Widać (do czasu!) podskakujące w podnieceniu ptaki, które przybierają najdziwaczniejsze pozy: na przemian machają skrzydłami, nadymają piersi i stają na baczność, jakby miały zasalutować. Co jakiś czas dochodzi do potyczek na bardzo długie dzioby, którymi ptaki machają jak szermierze floretami…
To dubelty przeżywają swoje chwile uniesienia pośród bagiennych uroczysk. W końcu zapada zmrok. Nie widać już nic. Słychać – chóry żab, ciągnące w blasku księżyca słonki, klangor żurawi, mocne kląskania słowików… Pomiędzy nimi tłumione okrzyki dubeltów. Trudno oprzeć się wrażeniu, że uczestniczymy w czymś odświętnym, mistycznym. To Życie!
Święta Rzeka
Na wieczorne spektakle z dubeltami w roli głównej przyjeżdżają nad Biebrzę ludzie z całej Polski i Europy, ale zdarzają się goście i z dalszych zakątków świata. Wpadają tam też samiczki dubeltów, choć zdaje się, że one zostają na tokowiskach znacznie krócej, niż ptasiarze i birdwatcherzy… Skromny dubelt to jeden z najbardziej tajemniczych i najmniej poznanych ptaków naszego kontynentu, bardzo już rzadki. W zaledwie kilku miejscach w Polsce na wiosennych festiwalach spotyka się około 300 samczyków. Tam, gdzie zostało jeszcze trochę otwartych bagien i mokradeł.
Kiedy mówimy o bagnach, to raczej prędzej niż później w rozmowie pojawi się Biebrza. Jedyna nieuregulowana rzeka i jedyna w większości niezmeliorowana dolina rzeczna w Polsce i na zachód od Białorusi. Kiedy z kolei mówimy o bagnach biebrzańskich, w rozmowie natychmiast pojawiają się ptaki. Blisko 200 gatunków lęgowych – nasz krajowy rekord – oraz kolejna setka tych przelotnych. Biebrza to jedno z najważniejszych na naszym kontynencie centrów migracji ptaków. Tutejsze wiosenne rozlewiska są jak pożywana zupa dla zmęczonych wędrowców. Spokojne starorzecza, bujne łąki i szuwary, wydmy, zakrzaczenia, bory, łęgi, olsy, dąbrowy – i wreszcie ona, Biebrza.
Dla niektórych święta i kultowa, a dla wszystkich życiodajna! Nie ma już nigdzie w Polsce tak niezepsutego i różnorodnego krajobrazu jak ten, który możemy oglądać ze skarpy w Goniądzu czy Burzynie albo z Białego Grądu lub Barwika.
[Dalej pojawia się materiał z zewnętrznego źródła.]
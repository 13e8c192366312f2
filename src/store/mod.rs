//! Persistence for attendance records.
//!
//! Handlers only ever talk to [`AttendanceStore`]; the MySQL implementation
//! is the one wired up in `main`.

use async_trait::async_trait;
use chrono::NaiveDate;

use crate::model::attendance::{AttendanceRecord, NewAttendance};

#[cfg(test)]
pub mod memory;
pub mod mysql;

pub use mysql::MySqlAttendanceStore;

#[derive(Debug, thiserror::Error)]
pub enum StoreError {
    #[error("database error: {0}")]
    Database(#[from] sqlx::Error),

    #[error("record {0} was inserted but could not be read back")]
    MissingAfterInsert(u64),
}

pub type StoreResult<T> = Result<T, StoreError>;

#[async_trait]
pub trait AttendanceStore: Send + Sync {
    /// Insert a record and return it with its generated id and timestamp.
    async fn create(&self, new: &NewAttendance) -> StoreResult<AttendanceRecord>;

    /// All records, newest date first, then newest insertion first.
    async fn get_all(&self) -> StoreResult<Vec<AttendanceRecord>>;

    async fn get_by_id(&self, id: u64) -> StoreResult<Option<AttendanceRecord>>;

    /// Remove a record. `None` means nothing matched, which is not an error.
    async fn delete(&self, id: u64) -> StoreResult<Option<AttendanceRecord>>;

    /// Case-insensitive substring match on employee name or employee id,
    /// ordered like [`AttendanceStore::get_all`].
    async fn search(&self, text: &str) -> StoreResult<Vec<AttendanceRecord>>;

    /// Records for exactly `date`, newest insertion first.
    async fn filter_by_date(&self, date: NaiveDate) -> StoreResult<Vec<AttendanceRecord>>;

    async fn count(&self) -> StoreResult<i64>;
}
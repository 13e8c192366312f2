use async_trait::async_trait;
use chrono::NaiveDate;
use sqlx::MySqlPool;
use tracing::debug;

use super::{AttendanceStore, StoreError, StoreResult};
use crate::model::attendance::{AttendanceRecord, NewAttendance};

/// Column list for `attendance` queries.
const COLUMNS: &str = "id, employeeName, employeeID, date, status, created_at";

/// `id DESC` keeps rows inserted within the same second in insertion order.
const NEWEST_FIRST: &str = "ORDER BY date DESC, created_at DESC, id DESC";

pub struct MySqlAttendanceStore {
    pool: MySqlPool,
}

impl MySqlAttendanceStore {
    pub fn new(pool: MySqlPool) -> Self {
        Self { pool }
    }
}

/// Escape character for LIKE patterns. Not a backslash, so the SQL reads the
/// same with or without `NO_BACKSLASH_ESCAPES`.
const LIKE_ESCAPE: char = '!';

/// Build a LIKE pattern matching `text` as a literal, lowercased substring.
/// Pair with `ESCAPE '!'`.
pub(crate) fn like_pattern(text: &str) -> String {
    let mut pattern = String::with_capacity(text.len() + 2);
    pattern.push('%');
    for ch in text.to_lowercase().chars() {
        if matches!(ch, '%' | '_' | LIKE_ESCAPE) {
            pattern.push(LIKE_ESCAPE);
        }
        pattern.push(ch);
    }
    pattern.push('%');
    pattern
}

#[async_trait]
impl AttendanceStore for MySqlAttendanceStore {
    async fn create(&self, new: &NewAttendance) -> StoreResult<AttendanceRecord> {
        let result = sqlx::query(
            r#"
            INSERT INTO attendance (employeeName, employeeID, date, status)
            VALUES (?, ?, ?, ?)
            "#,
        )
        .bind(&new.employee_name)
        .bind(&new.employee_id)
        .bind(new.date)
        .bind(new.status.as_ref())
        .execute(&self.pool)
        .await?;

        let id = result.last_insert_id();
        debug!(id, "Inserted attendance record");

        self.get_by_id(id)
            .await?
            .ok_or(StoreError::MissingAfterInsert(id))
    }

    async fn get_all(&self) -> StoreResult<Vec<AttendanceRecord>> {
        let sql = format!("SELECT {COLUMNS} FROM attendance {NEWEST_FIRST}");
        let records = sqlx::query_as::<_, AttendanceRecord>(&sql)
            .fetch_all(&self.pool)
            .await?;
        Ok(records)
    }

    async fn get_by_id(&self, id: u64) -> StoreResult<Option<AttendanceRecord>> {
        let sql = format!("SELECT {COLUMNS} FROM attendance WHERE id = ?");
        let record = sqlx::query_as::<_, AttendanceRecord>(&sql)
            .bind(id)
            .fetch_optional(&self.pool)
            .await?;
        Ok(record)
    }

    async fn delete(&self, id: u64) -> StoreResult<Option<AttendanceRecord>> {
        let Some(record) = self.get_by_id(id).await? else {
            return Ok(None);
        };

        let result = sqlx::query("DELETE FROM attendance WHERE id = ?")
            .bind(id)
            .execute(&self.pool)
            .await?;

        // Someone else deleted it between the two statements.
        if result.rows_affected() == 0 {
            return Ok(None);
        }

        Ok(Some(record))
    }

    async fn search(&self, text: &str) -> StoreResult<Vec<AttendanceRecord>> {
        let pattern = like_pattern(text);
        let sql = format!(
            "SELECT {COLUMNS} FROM attendance \
             WHERE LOWER(employeeName) LIKE ? ESCAPE '!' \
                OR LOWER(employeeID) LIKE ? ESCAPE '!' \
             {NEWEST_FIRST}"
        );
        debug!(sql = %sql, pattern = %pattern, "Searching attendance");

        let records = sqlx::query_as::<_, AttendanceRecord>(&sql)
            .bind(&pattern)
            .bind(&pattern)
            .fetch_all(&self.pool)
            .await?;
        Ok(records)
    }

    async fn filter_by_date(&self, date: NaiveDate) -> StoreResult<Vec<AttendanceRecord>> {
        let sql = format!(
            "SELECT {COLUMNS} FROM attendance WHERE date = ? ORDER BY created_at DESC, id DESC"
        );
        let records = sqlx::query_as::<_, AttendanceRecord>(&sql)
            .bind(date)
            .fetch_all(&self.pool)
            .await?;
        Ok(records)
    }

    async fn count(&self) -> StoreResult<i64> {
        let total = sqlx::query_scalar::<_, i64>("SELECT COUNT(*) FROM attendance")
            .fetch_one(&self.pool)
            .await?;
        Ok(total)
    }
}
//! Savings growth projection

use tracing::debug;

use super::{ensure_horizon, ensure_non_negative, ensure_return_rate, monthly_rate, round_currency};
use crate::calendar::MonthCalendar;
use crate::models::{ForecastPoint, SavingsPlan};
use crate::Result;

/// Accumulated savings at the end of each month.
///
/// Each month the contribution is deposited and the balance then grows by
/// the monthly equivalent of `annual_return_rate`. A zero rate reduces to
/// linear accumulation; a zero horizon yields an empty series.
pub fn project_savings(plan: &SavingsPlan, calendar: &MonthCalendar) -> Result<Vec<ForecastPoint>> {
    ensure_horizon(plan.horizon_months)?;
    ensure_non_negative("monthlySaving", plan.monthly_contribution)?;
    ensure_non_negative("initialSavings", plan.initial_savings)?;
    ensure_return_rate("annualReturnRate", plan.annual_return_rate)?;

    let rate = monthly_rate(plan.annual_return_rate);
    let mut balance = plan.initial_savings;

    let series: Vec<ForecastPoint> = (0..plan.horizon_months)
        .map(|month| {
            balance = (balance + plan.monthly_contribution) * (1.0 + rate);
            ForecastPoint {
                period: calendar.label(month),
                value: round_currency(balance),
            }
        })
        .collect();

    debug!(
        months = plan.horizon_months,
        final_value = series.last().map(|p| p.value).unwrap_or(plan.initial_savings),
        "Savings projection computed"
    );

    Ok(series)
}
//! Personal Finance Forecast Service
//!
//! A small HTTP backend that:
//! - Projects savings growth month by month
//! - Simulates loan payoff under a fixed EMI
//! - Accumulates a retirement corpus until a target age
//! - Scores a monthly financial snapshot
//! - Forwards financial context to Gemini for a narrative summary
//!
//! DATA FLOW:
//! REQUEST → COERCE → PROJECT → SERIALIZE → RESPONSE

pub mod analysis;
pub mod api;
pub mod calendar;
pub mod config;
pub mod error;
pub mod gemini;
pub mod metrics;
pub mod models;
pub mod projection;
pub mod request;

pub use error::{ForecastError, Result};

// Re-export common types
pub use calendar::MonthCalendar;
pub use models::*;
//! Month labeling for projected series
//!
//! Every series is anchored at a calendar month; point `i` is labeled
//! `i` months after the anchor in `YYYY-MM` form.

use chrono::{Datelike, Months, NaiveDate, Utc};

use crate::error::ForecastError;
use crate::projection::MAX_HORIZON_MONTHS;
use crate::Result;

#[derive(Debug, Clone, Copy, PartialEq, Eq)]
pub struct MonthCalendar {
    anchor: NaiveDate,
}

impl MonthCalendar {
    /// Anchor at the first day of the given month.
    ///
    /// The anchor must leave room for a full `MAX_HORIZON_MONTHS` series.
    pub fn new(year: i32, month: u32) -> Result<Self> {
        let anchor = NaiveDate::from_ymd_opt(year, month, 1).ok_or_else(|| {
            ForecastError::validation(format!("invalid calendar month {}-{:02}", year, month))
        })?;

        if anchor
            .checked_add_months(Months::new(MAX_HORIZON_MONTHS))
            .is_none()
        {
            return Err(ForecastError::validation(format!(
                "calendar month {}-{:02} is too late to label a {}-month series",
                year, month, MAX_HORIZON_MONTHS
            )));
        }

        Ok(Self { anchor })
    }

    /// Anchor at the current UTC month
    pub fn current() -> Self {
        let today = Utc::now().date_naive();
        Self {
            anchor: today.with_day(1).unwrap_or(today),
        }
    }

    /// Parse a `YYYY-MM` label
    pub fn parse(label: &str) -> Result<Self> {
        let invalid = || {
            ForecastError::validation(format!(
                "'{}' is not a valid month, expected YYYY-MM",
                label
            ))
        };

        let (year, month) = label.trim().split_once('-').ok_or_else(invalid)?;
        let year: i32 = year.parse().map_err(|_| invalid())?;
        let month: u32 = month.parse().map_err(|_| invalid())?;

        Self::new(year, month).map_err(|_| invalid())
    }

    pub fn anchor(&self) -> NaiveDate {
        self.anchor
    }

    /// Label for the month `offset` months after the anchor.
    /// Exact for every offset up to `MAX_HORIZON_MONTHS`.
    pub fn label(&self, offset: u32) -> String {
        self.anchor
            .checked_add_months(Months::new(offset))
            .unwrap_or(NaiveDate::MAX)
            .format("%Y-%m")
            .to_string()
    }
}
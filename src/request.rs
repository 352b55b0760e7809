//! Request payload coercion
//!
//! Bodies are read as loose JSON objects. Numeric fields accept numbers or
//! numeric strings; anything else is a validation error naming the field.

use serde_json::{Map, Value};

use crate::calendar::MonthCalendar;
use crate::error::ForecastError;
use crate::Result;

#[derive(Debug, Clone, Default)]
pub struct Payload {
    fields: Map<String, Value>,
}

impl Payload {
    /// Parse a raw body. An empty body is an empty object.
    pub fn from_bytes(body: &[u8]) -> Result<Self> {
        if body.iter().all(u8::is_ascii_whitespace) {
            return Ok(Self::default());
        }

        let value: Value = serde_json::from_slice(body)
            .map_err(|e| ForecastError::validation(format!("Invalid JSON body: {}", e)))?;

        match value {
            Value::Object(fields) => Ok(Self { fields }),
            Value::Null => Ok(Self::default()),
            _ => Err(ForecastError::validation("Request body must be a JSON object")),
        }
    }

    /// Field value, treating explicit `null` as absent
    fn get(&self, key: &str) -> Option<&Value> {
        self.fields.get(key).filter(|v| !v.is_null())
    }

    pub fn contains(&self, key: &str) -> bool {
        self.get(key).is_some()
    }

    pub fn optional_number(&self, key: &str) -> Result<Option<f64>> {
        self.get(key).map(|value| coerce_number(key, value)).transpose()
    }

    pub fn number_or(&self, key: &str, default: f64) -> Result<f64> {
        Ok(self.optional_number(key)?.unwrap_or(default))
    }

    pub fn require_number(&self, key: &str) -> Result<f64> {
        self.optional_number(key)?
            .ok_or_else(|| ForecastError::validation(format!("'{}' is required", key)))
    }

    /// First present key among aliases
    pub fn number_from_any(&self, keys: &[&str], default: f64) -> Result<f64> {
        for key in keys {
            if let Some(value) = self.optional_number(key)? {
                return Ok(value);
            }
        }
        Ok(default)
    }

    /// Signed integer field; fractional values are rejected
    pub fn integer_or(&self, key: &str, default: i64) -> Result<i64> {
        match self.optional_number(key)? {
            None => Ok(default),
            Some(value) if value.fract() != 0.0 => Err(ForecastError::validation(format!(
                "'{}' must be a whole number",
                key
            ))),
            Some(value) if value.abs() >= i64::MAX as f64 => Err(ForecastError::validation(format!(
                "'{}' is out of range",
                key
            ))),
            Some(value) => Ok(value as i64),
        }
    }

    pub fn optional_str(&self, key: &str) -> Result<Option<&str>> {
        match self.get(key) {
            None => Ok(None),
            Some(Value::String(s)) => Ok(Some(s.as_str())),
            Some(_) => Err(ForecastError::validation(format!("'{}' must be a string", key))),
        }
    }

    pub fn optional_value(&self, key: &str) -> Option<Value> {
        self.get(key).cloned()
    }

    /// Per-request calendar override via `startMonth`
    pub fn start_month(&self) -> Result<Option<MonthCalendar>> {
        self.optional_str("startMonth")?
            .map(MonthCalendar::parse)
            .transpose()
    }
}

fn coerce_number(key: &str, value: &Value) -> Result<f64> {
    let number = match value {
        Value::Number(n) => n.as_f64(),
        Value::String(s) => s.trim().parse::<f64>().ok(),
        _ => None,
    };

    match number {
        Some(n) if n.is_finite() => Ok(n),
        _ => Err(ForecastError::validation(format!(
            "'{}' must be a number",
            key
        ))),
    }
}

/// Narrow a signed integer to a non-negative `u32`
pub fn to_u32(key: &str, value: i64) -> Result<u32> {
    u32::try_from(value).map_err(|_| {
        ForecastError::validation(format!("'{}' must be between 0 and {}", key, u32::MAX))
    })
}

#[cfg(test)]
mod tests {
    use super::*;

    fn payload(json: &str) -> Payload {
        Payload::from_bytes(json.as_bytes()).unwrap()
    }

    #[test]
    fn test_empty_body_is_empty_object() {
        let p = Payload::from_bytes(b"").unwrap();
        assert_eq!(p.number_or("months", 120.0).unwrap(), 120.0);

        let p = Payload::from_bytes(b"null").unwrap();
        assert!(!p.contains("months"));
    }

    #[test]
    fn test_non_object_rejected() {
        assert!(Payload::from_bytes(b"[1, 2]").is_err());
        assert!(Payload::from_bytes(b"{not json").is_err());
    }

    #[test]
    fn test_numeric_strings_coerced() {
        let p = payload(r#"{"principal": "1200.5", "months": 24, "rate": null}"#);
        assert_eq!(p.require_number("principal").unwrap(), 1200.5);
        assert_eq!(p.integer_or("months", 0).unwrap(), 24);
        assert_eq!(p.number_or("rate", 0.1).unwrap(), 0.1);
    }

    #[test]
    fn test_bad_values_rejected() {
        let p = payload(r#"{"principal": "lots", "months": 1.5, "flag": true}"#);
        assert!(p.require_number("principal").is_err());
        assert!(p.integer_or("months", 0).is_err());
        assert!(p.require_number("flag").is_err());
        assert!(p.require_number("missing").is_err());
    }

    #[test]
    fn test_huge_integer_out_of_range() {
        let p = payload(r#"{"months": 1e300, "age": 30.5}"#);
        let err = p.integer_or("months", 0).unwrap_err();
        assert_eq!(err.to_string(), "'months' is out of range");

        let err = p.integer_or("age", 0).unwrap_err();
        assert_eq!(err.to_string(), "'age' must be a whole number");
    }

    #[test]
    fn test_aliases() {
        let p = payload(r#"{"annualReturn": 0.06}"#);
        assert_eq!(
            p.number_from_any(&["annualReturnRate", "annualReturn"], 0.08).unwrap(),
            0.06
        );
        let p = payload("{}");
        assert_eq!(
            p.number_from_any(&["annualReturnRate", "annualReturn"], 0.08).unwrap(),
            0.08
        );
    }

    #[test]
    fn test_to_u32() {
        assert_eq!(to_u32("months", 12).unwrap(), 12);
        assert!(to_u32("months", -1).is_err());
    }
}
Biebrzański róg obfitości przyciąga ptaki, a ptaki przyciągają ludzi. Wszyscy korzystają!
Na granatowo
Wracając umajoną nocą z Barwika – to moje ulubione tokowisko dubeltów – warto być czujnym. Na rozgrzanych za dnia leśnych duktach i na Carskiej Drodze przesiadują lelki, a kto wie, może nawet jakiś puchacz przemknie pomiędzy drzewami. Piekielny Książę Ciemności, jak widzieli go nasi pradziadkowie. A że noc krótka, proponuję w ogóle nie kłaść się spać. Gdyby tak wyruszyć na tokowisko cietrzewi…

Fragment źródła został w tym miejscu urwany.